Businesses need to plan for upside surprises almost as much as they plan for the downside. Although managers may say, “Bring on the sales,” they frequently are not ready for more business. Sales staff may have to be increased, production capacity increased, people with some hard-to-find technical skills hired. And then there’s the financial challenge: laying out cash for materials and labor before the customers send in their payments.
Good news really needs some planning.
Here are the steps:
1. Determine your vulnerability to economic swings. This works just like assessing your vulnerability to a recession, because most businesses are fairly symmetrical.
2. Develop an early warning system. The same one that you use to watch for a downturn works just fine for an upturn.
3. Sketch out a contingency plan for stronger sales. This step is different from the recession contingency plan, of course. What are all the things you’ll have to put in place to handle significantly improved sales.

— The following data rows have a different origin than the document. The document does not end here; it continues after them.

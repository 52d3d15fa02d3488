/*!
 # Candle-lighting schedule

 This module holds the eight lighting instants of one Chanukah, the two
 off-time policies, and the capped sleep quantum every scheduler wait is built
 from. Everything here is a pure function of timestamps.
*/

use chrono::{DateTime, Duration as ChronoDuration, FixedOffset, Timelike};
use serde::{Deserialize, Serialize};
use std::time::Duration;

use crate::{Error, Result};

/// Absolute instant carrying the location's civil UTC offset
pub type Timestamp = DateTime<FixedOffset>;

/// Number of nights in the holiday
pub const NIGHTS: usize = 8;

/// Longest single wait the scheduler ever performs
pub const MAX_SLEEP: Duration = Duration::from_secs(60);

/// Offset used by the fixed-offset off-time policy
pub const FIXED_BURN_HOURS: i64 = 12;

/// Hour constant of the hour-snap off-time policy
pub const HOUR_SNAP_BASE: i64 = 29;

/// How long after the final lighting instant candles stay lit without burnout
pub const FINAL_CUTOFF_HOURS: i64 = 24;

/// Returns how long to wait before re-checking the clock.
///
/// The result is `min(60s, target - now)` when the target lies in the future
/// and zero otherwise.
///
/// # Arguments
///
/// * `target` - The instant being waited for
/// * `now` - The current time
pub fn cap_sleep(target: Timestamp, now: Timestamp) -> Duration {
    match (target - now).to_std() {
        Ok(remaining) => remaining.min(MAX_SLEEP),
        Err(_) => Duration::ZERO,
    }
}

/// Fixed-offset policy: candles burn for twelve hours
pub fn fixed_offset_off_time(lighting: Timestamp) -> Timestamp {
    lighting + ChronoDuration::hours(FIXED_BURN_HOURS)
}

/// Hour-snap policy: `29 - hour` hours after lighting, truncated to the hour
pub fn hour_snap_off_time(lighting: Timestamp) -> Timestamp {
    let hour_diff = HOUR_SNAP_BASE - i64::from(lighting.hour());
    let shifted = lighting + ChronoDuration::hours(hour_diff);
    shifted
        - ChronoDuration::minutes(i64::from(shifted.minute()))
        - ChronoDuration::seconds(i64::from(shifted.second()))
        - ChronoDuration::nanoseconds(i64::from(shifted.nanosecond()))
}

/// Strategy used to derive a night's off-time from its lighting instant
#[derive(Debug, Clone, Copy, Default, PartialEq, Eq, Serialize, Deserialize)]
#[serde(rename_all = "kebab-case")]
pub enum OffTimePolicy {
    /// `lighting + 12h`, for sources that already report local civil time
    #[default]
    FixedOffset,
    /// `lighting + (29 - hour)h` with minutes and below forced to zero
    HourSnap,
}

impl OffTimePolicy {
    /// Computes the off-time for a lighting instant
    pub fn off_time(&self, lighting: Timestamp) -> Timestamp {
        match self {
            OffTimePolicy::FixedOffset => fixed_offset_off_time(lighting),
            OffTimePolicy::HourSnap => hour_snap_off_time(lighting),
        }
    }

    /// Get the policy name as string
    pub fn name(&self) -> &'static str {
        match self {
            OffTimePolicy::FixedOffset => "fixed-offset",
            OffTimePolicy::HourSnap => "hour-snap",
        }
    }
}

/// Where a point in time falls relative to the nightly windows
#[derive(Debug, Clone, Copy, PartialEq, Eq)]
pub enum NightPhase {
    /// Before night `i` is lit (and after night `i - 1` burned out)
    BeforeNight(usize),
    /// Inside night `i`'s window
    Lit(usize),
    /// Night `i` burned out and night `i + 1` is not due yet
    BurnedOut(usize),
    /// The final night's window has closed
    Over,
}

/// The eight candle-lighting instants of one holiday, strictly increasing
#[derive(Debug, Clone, PartialEq, Eq)]
pub struct LightingSchedule {
    lighting: [Timestamp; NIGHTS],
}

impl LightingSchedule {
    /// Validates and wraps eight lighting instants
    pub fn new(lighting: Vec<Timestamp>) -> Result<Self> {
        let lighting: [Timestamp; NIGHTS] = lighting.try_into().map_err(|v: Vec<Timestamp>| {
            Error::ScheduleUnavailable(format!("expected {} nights, got {}", NIGHTS, v.len()))
        })?;

        for (night, pair) in lighting.windows(2).enumerate() {
            if pair[0] >= pair[1] {
                return Err(Error::ScheduleUnavailable(format!(
                    "night {} ({}) does not follow night {} ({})",
                    night + 2,
                    pair[1],
                    night + 1,
                    pair[0]
                )));
            }
        }

        Ok(Self { lighting })
    }

    /// Builds a schedule of eight consecutive daily instants
    pub fn from_first_night(first: Timestamp) -> Self {
        let lighting = std::array::from_fn(|night| first + ChronoDuration::days(night as i64));
        Self { lighting }
    }

    /// Lighting instant for a night index (0-7)
    pub fn night(&self, index: usize) -> Option<Timestamp> {
        self.lighting.get(index).copied()
    }

    /// The final night's lighting instant
    pub fn last(&self) -> Timestamp {
        self.lighting[NIGHTS - 1]
    }

    /// All lighting instants in night order
    pub fn nights(&self) -> &[Timestamp; NIGHTS] {
        &self.lighting
    }

    /// Instant at which candles left lit without burnout are extinguished
    pub fn final_cutoff(&self) -> Timestamp {
        self.last() + ChronoDuration::hours(FINAL_CUTOFF_HOURS)
    }

    /// Evaluates which phase the display should be in at `now`
    pub fn phase_at(&self, now: Timestamp, policy: OffTimePolicy) -> NightPhase {
        for (night, &lighting) in self.lighting.iter().enumerate() {
            if now < lighting {
                return if night == 0 {
                    NightPhase::BeforeNight(0)
                } else {
                    NightPhase::BurnedOut(night - 1)
                };
            }
            if now < policy.off_time(lighting) {
                return NightPhase::Lit(night);
            }
        }
        NightPhase::Over
    }
}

4. Manage the business to get the flexibility to implement the contingency plan if necessary. That may mean adding room to expand the next time you renew a lease, or getting some key employees the training they need to step up to more responsibility.
Some of the steps you’ll take to prepare for an upturn directly contradict the steps you take to prepare for a downturn. That’s why you get paid the big bucks. The important thing is to give thought explicitly to the decisions you may have to make on both sides of the coin. Some steps that gain flexibility don’t cost too much; others you’ll agonize over. But the real value comes from thinking over your options well in advance.